§ **WHAT THE TASK ASKS**: In the entries that follow, find every line containing "Duration" and copy it.

(Beginning of DATA UNDER STUDY)

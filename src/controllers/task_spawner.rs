//! TaskSpawner reconciler: keeps the per-spawner infrastructure (service
//! account, role binding, Deployment or CronJob) matching the declared
//! `when` mode and the suspend flag, reconciling observed drift.

use crate::constants::{
    DEFAULT_POLL_INTERVAL_SECS, ENV_GITHUB_TOKEN, ENV_JIRA_TOKEN, ENV_JIRA_USER,
    GITHUB_TOKEN_FILE, LABEL_MANAGED_BY, LABEL_MANAGED_BY_VALUE, LABEL_SPAWNER,
    SPAWNER_FINALIZER, SPAWNER_ROLE, SPAWNER_SERVICE_ACCOUNT, TOKEN_REFRESHER_IMAGE,
    spawner_image,
};
use crate::errors::{OperatorError, is_kube_error_code};
use crate::io_models::task_spawner::{
    CONDITION_SUSPENDED, SpawnerMode, SpawnerPhase, TaskSpawner, TaskSpawnerStatus, set_condition,
};
use crate::io_models::workspace::Workspace;
use crate::job_builder::{env_from_secret, env_value};
use crate::kubers_utils::kube_create_if_absent;
use crate::metrics_registry::MetricsRegistry;
use crate::services::kube_client::KubeService;
use chrono::Utc;
use futures::StreamExt;
use k8s_openapi::api::apps::v1::{Deployment, DeploymentSpec};
use k8s_openapi::api::batch::v1::{CronJob, CronJobSpec, JobSpec, JobTemplateSpec};
use k8s_openapi::api::core::v1::{
    Container, EmptyDirVolumeSource, EnvVar, PodSpec, PodTemplateSpec, Secret, ServiceAccount,
    Volume, VolumeMount,
};
use k8s_openapi::api::rbac::v1::{RoleBinding, RoleRef, Subject};
use k8s_openapi::apimachinery::pkg::apis::meta::v1::{LabelSelector, ObjectMeta};
use kube::api::{Patch, PatchParams};
use kube::runtime::controller::{Action, Controller};
use kube::runtime::events::{EventType, Recorder};
use kube::runtime::finalizer::{Event as FinalizerEvent, finalizer};
use kube::runtime::reflector::{ObjectRef, store::Writer};
use kube::runtime::{reflector, watcher};
use kube::{Api, Resource, ResourceExt};
use serde_json::json;
use std::collections::BTreeMap;
use std::sync::Arc;
use std::time::Duration;

const CONTROLLER_NAME: &str = "taskspawner";
const TOKEN_VOLUME: &str = "github-token";
const TOKEN_MOUNT_PATH: &str = "/var/run/kelos";

pub struct Context {
    pub kube: KubeService,
    pub metrics: Box<dyn MetricsRegistry>,
    pub recorder: Recorder,
}

/// Run the TaskSpawner controller until shutdown.
///
/// Reconciles on spawner changes, changes to the owned workload, changes
/// to any Workspace referenced by a spawner, and changes to any Secret
/// referenced by such a Workspace.
pub async fn run_spawner_controller(
    kube: KubeService,
    metrics: Box<dyn MetricsRegistry>,
) -> Result<(), OperatorError> {
    let spawners: Api<TaskSpawner> = Api::all(kube.client());
    let deployments: Api<Deployment> = Api::all(kube.client());
    let cronjobs: Api<CronJob> = Api::all(kube.client());
    let workspaces: Api<Workspace> = Api::all(kube.client());
    let secrets: Api<Secret> = Api::all(kube.client());

    // Secondary reflectors so the watch mappers can answer "which
    // spawners care about this object" without API round-trips.
    let spawner_reader = {
        let writer = Writer::<TaskSpawner>::default();
        let reader = writer.as_reader();
        let stream = reflector(writer, watcher(spawners.clone(), watcher::Config::default()));
        tokio::spawn(async move {
            stream
                .for_each(|event| async {
                    if let Err(err) = event {
                        warn!("taskspawner reflector error: {err:?}");
                    }
                })
                .await;
        });
        reader
    };
    let workspace_reader = {
        let writer = Writer::<Workspace>::default();
        let reader = writer.as_reader();
        let stream = reflector(writer, watcher(workspaces.clone(), watcher::Config::default()));
        tokio::spawn(async move {
            stream
                .for_each(|event| async {
                    if let Err(err) = event {
                        warn!("workspace reflector error: {err:?}");
                    }
                })
                .await;
        });
        reader
    };

    let workspace_mapper = {
        let spawner_reader = spawner_reader.clone();
        move |workspace: Workspace| {
            let name = workspace.name_any();
            let namespace = workspace.namespace();
            spawner_reader
                .state()
                .into_iter()
                .filter(|s| {
                    s.namespace() == namespace
                        && s.spec.task_template.workspace_ref.as_deref() == Some(name.as_str())
                })
                .map(|s| ObjectRef::from_obj(s.as_ref()))
                .collect::<Vec<_>>()
        }
    };
    let secret_mapper = {
        let spawner_reader = spawner_reader.clone();
        let workspace_reader = workspace_reader.clone();
        move |secret: Secret| {
            let secret_name = secret.name_any();
            let namespace = secret.namespace();
            let referencing_workspaces: Vec<String> = workspace_reader
                .state()
                .into_iter()
                .filter(|w| {
                    w.namespace() == namespace
                        && w.spec.secret_ref.as_deref() == Some(secret_name.as_str())
                })
                .map(|w| w.name_any())
                .collect();
            spawner_reader
                .state()
                .into_iter()
                .filter(|s| {
                    s.namespace() == namespace
                        && s.spec
                            .task_template
                            .workspace_ref
                            .as_deref()
                            .map(|ws| referencing_workspaces.iter().any(|r| r == ws))
                            .unwrap_or(false)
                })
                .map(|s| ObjectRef::from_obj(s.as_ref()))
                .collect::<Vec<_>>()
        }
    };

    let recorder = Recorder::new(kube.client(), super::reporter());
    let context = Arc::new(Context { kube, metrics, recorder });

    info!("Starting taskspawner controller");
    Controller::new(spawners, watcher::Config::default())
        .owns(deployments, watcher::Config::default())
        .owns(cronjobs, watcher::Config::default())
        .watches(workspaces, watcher::Config::default(), workspace_mapper)
        .watches(secrets, watcher::Config::default(), secret_mapper)
        .shutdown_on_signal()
        .run(reconcile, error_policy, context)
        .for_each(|result| async move {
            if let Err(err) = result {
                debug!("taskspawner reconcile round failed: {err:?}");
            }
        })
        .await;

    Ok(())
}

async fn reconcile(spawner: Arc<TaskSpawner>, ctx: Arc<Context>) -> Result<Action, OperatorError> {
    let namespace = spawner
        .namespace()
        .ok_or_else(|| OperatorError::invalid_spec("taskspawner has no namespace"))?;
    let api: Api<TaskSpawner> = Api::namespaced(ctx.kube.client(), &namespace);

    finalizer(&api, SPAWNER_FINALIZER, spawner, |event| async {
        match event {
            FinalizerEvent::Apply(spawner) => apply(spawner, &ctx).await,
            FinalizerEvent::Cleanup(spawner) => cleanup(spawner).await,
        }
    })
    .await
    .map_err(|err| match err {
        kube::runtime::finalizer::Error::ApplyFailed(e)
        | kube::runtime::finalizer::Error::CleanupFailed(e) => e,
        kube::runtime::finalizer::Error::AddFinalizer(e)
        | kube::runtime::finalizer::Error::RemoveFinalizer(e) => OperatorError::KubeApi(e),
        kube::runtime::finalizer::Error::UnnamedObject => {
            OperatorError::invalid_spec("taskspawner has no name")
        }
        kube::runtime::finalizer::Error::InvalidFinalizer => {
            OperatorError::invalid_spec("invalid finalizer name")
        }
    })
}

async fn apply(spawner: Arc<TaskSpawner>, ctx: &Context) -> Result<Action, OperatorError> {
    let name = spawner.name_any();
    let namespace = spawner.namespace().expect("checked in reconcile");
    debug!("Reconciling taskspawner {namespace}/{name}");

    let mode = match spawner.spec.when.mode() {
        Ok(mode) => mode,
        Err(reason) => {
            // Invalid union: surface and stop until the spec changes.
            let mut status = spawner.status.clone().unwrap_or_default();
            status.phase = SpawnerPhase::Failed;
            patch_spawner_status(&ctx.kube.client(), &namespace, &name, &status).await?;
            super::record_event(
                &ctx.recorder,
                spawner.as_ref(),
                EventType::Warning,
                "InvalidSpec",
                "Reconciling",
                reason,
            )
            .await;
            return Ok(Action::await_change());
        }
    };

    ensure_rbac(ctx, &namespace).await?;

    // Workspace secret shape decides between plain token injection and
    // the token-refresher sidecar (GitHub App credentials).
    let workspace_secret = match &spawner.spec.task_template.workspace_ref {
        Some(ws_name) => {
            let api: Api<Workspace> = Api::namespaced(ctx.kube.client(), &namespace);
            match api.get(ws_name).await {
                Ok(ws) => ws.spec.secret_ref,
                Err(e) if is_kube_error_code(&e, 404) => {
                    return Err(OperatorError::reference_not_found("Workspace", ws_name));
                }
                Err(e) => return Err(e.into()),
            }
        }
        None => None,
    };
    let github_app = match &workspace_secret {
        Some(secret) if mode == SpawnerMode::GithubIssues => {
            let keys = ctx.kube.get_secret_keys(&namespace, secret).await?;
            is_github_app_secret(&keys)
        }
        _ => false,
    };

    let suspended = spawner.spec.is_suspended();
    let workload_name = spawner_workload_name(&name);
    let pod = build_pod_parts(&spawner, mode, workspace_secret.as_deref(), github_app);

    match mode {
        SpawnerMode::Cron => {
            let schedule = spawner.spec.when.cron.as_ref().expect("mode checked").schedule.clone();
            let desired = build_cronjob(&spawner, &workload_name, &schedule, suspended, pod);
            apply_workload::<CronJob>(ctx, &namespace, &workload_name, &desired).await?;
        }
        _ => {
            let desired = build_deployment(&spawner, &workload_name, suspended, pod);
            let deployments: Api<Deployment> = Api::namespaced(ctx.kube.client(), &namespace);
            match deployments.get_opt(&workload_name).await? {
                None => {
                    apply_workload::<Deployment>(ctx, &namespace, &workload_name, &desired).await?;
                    super::record_event(
                        &ctx.recorder,
                        spawner.as_ref(),
                        EventType::Normal,
                        "DeploymentCreated",
                        "Reconciling",
                        format!("Created spawner deployment {workload_name}"),
                    )
                    .await;
                }
                Some(existing) if deployment_needs_update(&existing, &desired) => {
                    info!("spawner deployment {namespace}/{workload_name} drifted, updating");
                    apply_workload::<Deployment>(ctx, &namespace, &workload_name, &desired).await?;
                }
                Some(_) => {}
            }
        }
    }

    let mut status = spawner.status.clone().unwrap_or_default();
    status.deployment_name = Some(workload_name);
    status.phase = if suspended {
        SpawnerPhase::Suspended
    } else if status.last_discovery_time.is_some() {
        SpawnerPhase::Running
    } else {
        SpawnerPhase::Pending
    };
    set_condition(
        &mut status.conditions,
        CONDITION_SUSPENDED,
        suspended,
        suspended.then_some("SpecSuspended"),
        None,
        Utc::now(),
    );
    patch_spawner_status(&ctx.kube.client(), &namespace, &name, &status).await?;

    // Drift safety net on top of the owns() watches.
    Ok(Action::requeue(Duration::from_secs(DEFAULT_POLL_INTERVAL_SECS)))
}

(End of DATA UNDER STUDY)

§ **FINISHED EXERCISE**:
use std::time::Duration;
    Ok(Action::requeue(Duration::from_secs(DEFAULT_POLL_INTERVAL_SECS)))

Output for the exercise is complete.